Lebih jauh, menurut analisis ecek-ecek saya, dominannya penggunaan narasi doa anak yatim yang kerap digunakan lembaga-lembaga zakat, infaq dan shadaqah untuk menarik masyarakat merupakan gambaran bahwa 'doa anak yatim' telah menjadi komoditas, dengan kata lain mengalami proses komodifikasi. Seingat saya waktu masih kuliah, komodifikasi adalah sebuah proses ketika sesuatu hal yang tidak memiliki kaitan dengan pasar, tidak bernilai jual, menjadi sebuah komoditas atau barang dagangan. Kalau menurut Om Marx, Kapitalisme adalah makhluk yang paling bertanggung jawab atas fenomena komodifikasi ini. Kapitalisme membuat segalanya mungkin diperjualbelikan. Makanya, sesuatu yang awalnya tidak memiliki nilai tukar pun dipaksa untuk memiliki label harga.
Lalu, apa yang salah dari komodifikasi doa yang dilakukan oleh lembaga-lembaga zakat, infaq dan shadaqah? Bukankah mengharap keberkahan dari doa yang mereka haturkan adalah sah-sah saja? Bukankah naif jika beribadah tanpa mengharap berkah? Nah, itu dia. Kalau di Islam kan memang kita dianjurkan untuk selalu beribadah dalam takut (khauf) dan harap (rajaa'). Tapi, harap yang gimana dulu nih?

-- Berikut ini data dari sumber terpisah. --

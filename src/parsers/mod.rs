pub mod html;


use crate::error::ExtractError;
use url::Url;

/// Where the walk goes after the current page
#[derive(Debug, Clone, PartialEq, Eq)]
pub enum NextLink {
    /// Follow this link on the next iteration
    Next(Url),
    /// The listing has no further page
    End,
}

/// A loaded document split into what the walker needs from it
#[derive(Debug, Clone)]
pub struct LoadedPage {
    /// Full document markup, verbatim
    pub body: String,
    /// Link to the following page
    pub next: NextLink,
}

/// Knowledge of a site's page structure.
///
/// Given the URL a document was loaded from and its markup, an adapter returns
/// the document body and the link to the following page. Markup changes on the
/// site are absorbed here and never reach the control loop.
pub trait PageAdapter {
    fn extract(&self, page_url: &Url, markup: String) -> Result<LoadedPage, ExtractError>;
}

Ketika banyak lembaga zakat, infaq dan shadaqah mengajak untuk berdonasi dengan mengiming-imingi doa anak yatim yang mereka bina, lalu kita memberikan respon dengan berdonasi karena doa tersebut, maka secara tidak langsung kita telah mengaminkan proses ini sebagai sesuatu yang transaksional, 'lu jual gue beli'. Ke depan, mereka akan melihat betapa doa anak yatim binaan mereka ampuh untuk mengajak orang berdonasi. Sehingga, bukan tidak mungkin, akan dibangun narasi-narasi lain tentang si anak yatim yang bisa menarik pasar. Akhirnya, tanpa disadari, ajakan untuk berzakat, infaq dan shadaqah menjadi ajang kontestasi anak yatim mana yang paling makbul doanya, bukan lagi soal program-program mana yang paling efektif untuk pengembangan skill mereka, fasilitas apa yang butuh dibangun untuk pengembangan kapasitas mereka, dan sebagainya. Ujung-ujungnya, yang terjadi adalah objektifikasi anak yatim, dimana anak yatim menjadi objek, barang atau alat pemenuhan kebutuhan orang lain.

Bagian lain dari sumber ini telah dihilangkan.